What I did notice was that both times he started the 5htp he roller coasted badly – that is his mood would start to lift and then it would plummet and this would happen 2 to 4 times in a day for 2 or 3 days then he’d be fine – back to thoughtful, clever, positive and witty Brian. I don’t recall the rollercoaster being so extreme when he didn’t take 5htp.

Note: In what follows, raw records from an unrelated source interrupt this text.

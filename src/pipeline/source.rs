//! Source stage: demuxed packets in, compressed frame units out

use super::context::{PipelineContext, PipelineProgress};
use super::frame_unit::FrameUnit;
use crate::demux::{BitstreamReformatter, PacketSource};
use crate::utils::error::{PipelineError, Result};
use log::{debug, info, warn};
use std::sync::Arc;

/// Reads the selected video stream and feeds the input queue.
///
/// Each unit is tagged with its frame number in the stream, counting
/// packets that were later dropped, so gaps stay visible downstream.
pub struct SourceStage {
    context: Arc<PipelineContext>,
    source: Box<dyn PacketSource>,
    reformatter: Option<Box<dyn BitstreamReformatter>>,
}

impl SourceStage {
    /// Create the stage
    pub fn new(
        context: Arc<PipelineContext>,
        source: Box<dyn PacketSource>,
        reformatter: Option<Box<dyn BitstreamReformatter>>,
    ) -> Self {
        Self {
            context,
            source,
            reformatter,
        }
    }

    /// Load every packet, then push the sentinel
    pub fn run(mut self) -> Result<()> {
        let stream_index = self.source.stream().index;
        let mut frame_number: u64 = 0;
        info!("Source stage started on stream {}", stream_index);

        while let Some(packet) = self.source.read_packet()? {
            if self.context.is_aborted() {
                return Err(PipelineError::Aborted);
            }
            if packet.stream_index != stream_index {
                continue;
            }

            let timestamp = frame_number;
            frame_number += 1;

            let packet = match self.reformatter.as_mut() {
                Some(reformatter) => match reformatter.reformat(packet) {
                    Ok(packet) => packet,
                    Err(e) => {
                        PipelineProgress::bump(&self.context.progress.dropped);
                        warn!("Dropping frame {}: {}", timestamp, e);
                        continue;
                    }
                },
                None => packet,
            };

            // Blocks while the input cache is full
            self.context
                .input_cache
                .acquire()
                .map_err(|_| PipelineError::Aborted)?;

            let mut unit = FrameUnit::new(packet.data, timestamp);
            unit.mark_handled();
            let len = unit.len();
            self.context
                .input_queue
                .push(unit)
                .map_err(|_| PipelineError::Aborted)?;

            let loaded = PipelineProgress::bump(&self.context.progress.loaded);
            debug!("Loaded frame {} ({} bytes), {} loaded", timestamp, len, loaded);
        }

        // The sentinel never waits for a permit
        self.context
            .input_queue
            .push(FrameUnit::end_of_stream(frame_number))
            .map_err(|_| PipelineError::Aborted)?;
        PipelineProgress::finish(&self.context.progress.load_completed);

        info!(
            "Source stage finished: {} frames loaded, {} dropped",
            PipelineProgress::get(&self.context.progress.loaded),
            PipelineProgress::get(&self.context.progress.dropped)
        );
        Ok(())
    }
}

#[cfg(test)]
mod tests {
    use super::*;
    use crate::demux::{MemorySource, Packet};
    use crate::utils::config::PipelineConfig;
    use std::time::{Duration, Instant};

    struct FailOn(u64, u64);

    impl BitstreamReformatter for FailOn {
        fn reformat(&mut self, packet: Packet) -> Result<Packet> {
            self.1 += 1;
            if self.1 == self.0 {
                return Err(PipelineError::reformat_error("corrupt"));
            }
            Ok(packet)
        }
    }

    fn context(input_cache: usize) -> Arc<PipelineContext> {
        PipelineContext::new(&PipelineConfig {
            input_cache_frames: input_cache,
            ..PipelineConfig::default()
        })
    }

    #[test]
    fn test_loads_frames_then_sentinel() {
        let context = context(8);
        let source = MemorySource::from_frames((0..3u8).map(|i| vec![i; 4]));
        SourceStage::new(context.clone(), Box::new(source), None)
            .run()
            .unwrap();

        for ts in 0..3u64 {
            let unit = context.input_queue.try_pop().unwrap();
            assert_eq!(unit.timestamp(), ts);
            assert_eq!(unit.data(), &[ts as u8; 4]);
            assert_eq!(unit.handled(), 1);
        }
        let sentinel = context.input_queue.try_pop().unwrap();
        assert!(sentinel.is_end_of_stream());
        assert!(sentinel.is_empty());
        assert!(context.input_queue.try_pop().is_none());

        assert_eq!(context.input_cache.count(), 5);
        assert!(context.report().load_completed);
    }

    #[test]
    fn test_full_input_cache_blocks_loading() {
        let context = context(2);
        let source = MemorySource::from_frames((0..3u8).map(|i| vec![i]));
        let stage = SourceStage::new(context.clone(), Box::new(source), None);
        let loader = std::thread::spawn(move || stage.run());

        let deadline = Instant::now() + Duration::from_secs(5);
        while context.report().loaded < 2 && Instant::now() < deadline {
            std::thread::sleep(Duration::from_millis(1));
        }
        std::thread::sleep(Duration::from_millis(50));
        assert_eq!(context.report().loaded, 2);
        assert!(!loader.is_finished());

        // Drain one frame the way the submission stage does
        let unit = context.input_queue.pop().unwrap();
        assert_eq!(unit.timestamp(), 0);
        context.input_cache.release();

        loader.join().unwrap().unwrap();
        let report = context.report();
        assert_eq!(report.loaded, 3);
        assert!(report.load_completed);
        assert_eq!(context.input_cache.count(), 0);
    }

    #[test]
    fn test_reformat_failure_drops_frame() {
        let context = context(8);
        let source = MemorySource::from_frames((0..5u8).map(|i| vec![i]));
        SourceStage::new(context.clone(), Box::new(source), Some(Box::new(FailOn(3, 0))))
            .run()
            .unwrap();

        let report = context.report();
        assert_eq!(report.loaded, 4);
        assert_eq!(report.dropped, 1);

        let timestamps: Vec<u64> = std::iter::from_fn(|| context.input_queue.try_pop())
            .filter(|unit| !unit.is_end_of_stream())
            .map(|unit| unit.timestamp())
            .collect();
        assert_eq!(timestamps, vec![0, 1, 3, 4]);
    }

    #[test]
    fn test_other_streams_are_skipped() {
        let context = context(8);
        let mut packets = Vec::new();
        for i in 0..4 {
            packets.push(Packet {
                stream_index: i % 2,
                data: vec![i as u8],
                pts: None,
                keyframe: false,
            });
        }
        let stream = MemorySource::from_frames(Vec::new()).stream().clone();
        let source = MemorySource::new(stream, packets);

        SourceStage::new(context.clone(), Box::new(source), None)
            .run()
            .unwrap();
        assert_eq!(context.report().loaded, 2);
    }

    #[test]
    fn test_aborted_run_stops_loading() {
        let context = context(1);
        context.abort(PipelineError::DeviceClosed);

        let source = MemorySource::from_frames(vec![vec![1], vec![2]]);
        let result = SourceStage::new(context.clone(), Box::new(source), None).run();
        assert!(matches!(result, Err(PipelineError::Aborted)));
        assert!(!context.report().load_completed);
    }
}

When he got to China he was starting to go down and by the 5th day he was up and down. So his sister and girlfriend were keeping him close – even making him go to there work places. The day before he died he increased his dose to 50mg twice a day – which I suggested. This tortures me – I wonder if that made him rollercoaster even more which led him to his death. I know in my heart and mind Brian didn’t want to die – he wanted to get better. He loved life passionately. Please tell me honestly of your knowledge about that effect (the rollercoastering) – that is just another torment I have to live with. In your experience does 5htp cause those swings – initially at least ?
A. We have not heard of rollercoastering occurring with 5-HTP, this has not been reported to us, but in someone who has a very labile mood, this may potentially occur whether a person is taking 5-HTP or a pharmaceutical medicine. There are countless cases of depressed individuals who take their lives even when observed and monitored by mental health professionals and even when placed on potent prescription antidepressants (this happens every day countless times). Sometimes events occur that are out of our control, no matter how much we wish we could prevent something bad from happening. We think your son would rather have you cherish and remember the wonderful times you shared with him than to feel guilty.